Well, at the compile time we cannot be sure, that shape and circle don't have any children, if they aren't declared final. They may have derived types or they may not, we cannot tell this. Having poly_type allows us to iterate every pool, containing this type, it will work fine with or without any derived types. So having poly_type for each polymorphic type is very convenient, and, moreover, it is intuitive to have it for all types.

Of course, at runtime, we can add poly_type only for types, that have children, and then in each algorithm we can check, if we have a poly_type for given type, and, if we don't, fallback to non-polymorphic algorithm. But this solution breaks a really nice abstraction, that does not require polymorphic type data to be stored in the registry, because we will be required to use registry in the fallback case anyway.

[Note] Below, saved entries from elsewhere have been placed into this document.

//! Static in-memory table adapter.
//!
//! Loads a CSV once (header row with column names, one observation per line)
//! and answers category/range filters against it. Cell types are guessed per
//! cell: empty -> null, numeric, ISO date, otherwise text.

use std::io::Read;
use std::path::Path;

use log::debug;

use super::provider::DataError;
use crate::domain::{CategoryQuery, Dataset, Value};

/// First 102 rows of the 244-row restaurant tips dataset.
const TIPS_CSV: &str = include_str!("../../data/tips.csv");

/// A fixed dataset that can be filtered by categorical fields.
#[derive(Debug, Clone)]
pub struct StaticTable {
    name: String,
    data: Dataset,
}

impl StaticTable {
    pub fn new(name: impl Into<String>, data: Dataset) -> Self {
        Self {
            name: name.into(),
            data,
        }
    }

    /// Parse a CSV stream with a header row.
    pub fn from_reader<R: Read>(name: impl Into<String>, reader: R) -> Result<Self, DataError> {
        let mut rdr = csv::Reader::from_reader(reader);
        let columns: Vec<String> = rdr
            .headers()
            .map_err(|e| DataError::Csv(format!("reading headers: {e}")))?
            .iter()
            .map(|h| h.trim().to_string())
            .collect();

        let mut data = Dataset::new(columns);
        for (row_no, record) in rdr.records().enumerate() {
            let record = record.map_err(|e| DataError::Csv(format!("row {row_no}: {e}")))?;
            data.push_row(record.iter().map(Value::parse).collect())?;
        }

        let name = name.into();
        debug!("loaded table '{name}': {} rows", data.len());
        Ok(Self { name, data })
    }

    pub fn from_path(path: &Path) -> Result<Self, DataError> {
        let file = std::fs::File::open(path)
            .map_err(|e| DataError::Csv(format!("opening {}: {e}", path.display())))?;
        let name = path
            .file_stem()
            .and_then(|s| s.to_str())
            .unwrap_or("table")
            .to_string();
        Self::from_reader(name, file)
    }

    /// The bundled tips sample. It holds the first 102 of the 244 rows of the
    /// restaurant tips dataset, so its totals are not those of the full set.
    pub fn tips() -> Result<Self, DataError> {
        Self::from_reader("tips sample", TIPS_CSV.as_bytes())
    }

    pub fn name(&self) -> &str {
        &self.name
    }

    /// The unfiltered table.
    pub fn data(&self) -> &Dataset {
        &self.data
    }

    /// Distinct values of a column, for filter widgets.
    pub fn choices(&self, column: &str) -> Vec<String> {
        self.data.distinct(column)
    }

    /// Smallest and largest finite value of a numeric column.
    pub fn bounds(&self, column: &str) -> Option<(f64, f64)> {
        let values = self.data.numbers(column).ok()?;
        values
            .into_iter()
            .filter(|v| v.is_finite())
            .fold(None, |acc, v| match acc {
                None => Some((v, v)),
                Some((lo, hi)) => Some((lo.min(v), hi.max(v))),
            })
    }

    /// Rows matching every equality and range constraint, in table order.
    ///
    /// Equality compares the cell's display text; ranges are inclusive and
    /// reject null or non-numeric cells.
    pub fn filter(&self, query: &CategoryQuery) -> Result<Dataset, DataError> {
        let mut equals = Vec::with_capacity(query.equals.len());
        for (column, wanted) in &query.equals {
            let idx = self
                .data
                .column_index(column)
                .ok_or_else(|| DataError::UnknownColumn(column.clone()))?;
            equals.push((idx, wanted.as_str()));
        }

        let mut ranges = Vec::with_capacity(query.ranges.len());
        for (column, range) in &query.ranges {
            let idx = self
                .data
                .column_index(column)
                .ok_or_else(|| DataError::UnknownColumn(column.clone()))?;
            ranges.push((idx, *range));
        }

        let filtered = self.data.retain_rows(|row| {
            equals
                .iter()
                .all(|(idx, wanted)| row[*idx].to_string() == *wanted)
                && ranges.iter().all(|(idx, range)| {
                    row[*idx].as_f64().is_some_and(|v| range.contains(v))
                })
        });
        Ok(filtered)
    }
}
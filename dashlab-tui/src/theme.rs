//! Parrot/neon theme tokens for the dashboards.
//!
//! # Color Palette
//! - **Background**: Near-black / deep charcoal (base layer)
//! - **Accent**: Electric cyan (focus, selected input)
//! - **Positive**: Neon green (price up, up candles)
//! - **Negative**: Hot pink (price down, down candles, fetch errors)
//! - **Warning**: Neon orange (insufficient data, moving averages)
//! - **Neutral**: Cool purple (trend line, histogram bars)
//! - **Muted**: Steel blue (labels, hints)

use ratatui::style::{Color, Modifier, Style};

/// Parrot/neon theme
#[derive(Debug, Clone, Copy)]
pub struct Theme {
    /// Near-black background (primary surface)
    pub background: Color,
    /// Electric cyan accent (focus, highlights)
    pub accent: Color,
    /// Neon green (price up)
    pub positive: Color,
    /// Hot pink (price down)
    pub negative: Color,
    /// Neon orange (warnings, overlays)
    pub warning: Color,
    /// Cool purple (neutral info, secondary)
    pub neutral: Color,
    /// Steel blue (muted text, disabled)
    pub muted: Color,
    /// White (primary text)
    pub text_primary: Color,
    /// Light gray (secondary text)
    pub text_secondary: Color,
}

impl Default for Theme {
    fn default() -> Self {
        Self::parrot_neon()
    }
}

impl Theme {
    pub fn parrot_neon() -> Self {
        Self {
            background: Color::Rgb(18, 18, 20),
            accent: Color::Rgb(0, 255, 255),
            positive: Color::Rgb(0, 255, 128),
            negative: Color::Rgb(255, 20, 147),
            warning: Color::Rgb(255, 140, 0),
            neutral: Color::Rgb(147, 112, 219),
            muted: Color::Rgb(100, 149, 237),
            text_primary: Color::White,
            text_secondary: Color::Rgb(170, 170, 170),
        }
    }

    /// Up (>= 0) is green, down is pink.
    pub fn change_color(&self, value: f64) -> Color {
        if value >= 0.0 {
            self.positive
        } else {
            self.negative
        }
    }

    /// Colour for a bar that closed at or above its open.
    pub fn candle_color(&self, is_up: bool) -> Color {
        if is_up {
            self.positive
        } else {
            self.negative
        }
    }
}

// Style shorthands for Paragraph-based panels.

pub fn accent() -> Style {
    Style::default().fg(Theme::default().accent)
}

pub fn muted() -> Style {
    Style::default().fg(Theme::default().muted)
}

pub fn warning() -> Style {
    Style::default().fg(Theme::default().warning)
}

pub fn negative() -> Style {
    Style::default().fg(Theme::default().negative)
}

pub fn text() -> Style {
    Style::default().fg(Theme::default().text_primary)
}

pub fn panel_border(active: bool) -> Style {
    if active {
        accent()
    } else {
        muted()
    }
}

pub fn panel_title(active: bool) -> Style {
    if active {
        accent().add_modifier(Modifier::BOLD)
    } else {
        muted()
    }
}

And the algorithms will become bigger and uglier, all of this for no reasonable gain.

However, I think I know how to resolve this. Instead of binding storage as a child for its own poly_type, which will internally cause heap allocation by the vector, we can store it separately in some, for example, std::optional<poly_type_holder> self_type_holder. In this case we still pay for polymorphic type with no children, compared to non-polymorphic type, but this cost is much smaller, than before, and anything else is not broken. What do you think?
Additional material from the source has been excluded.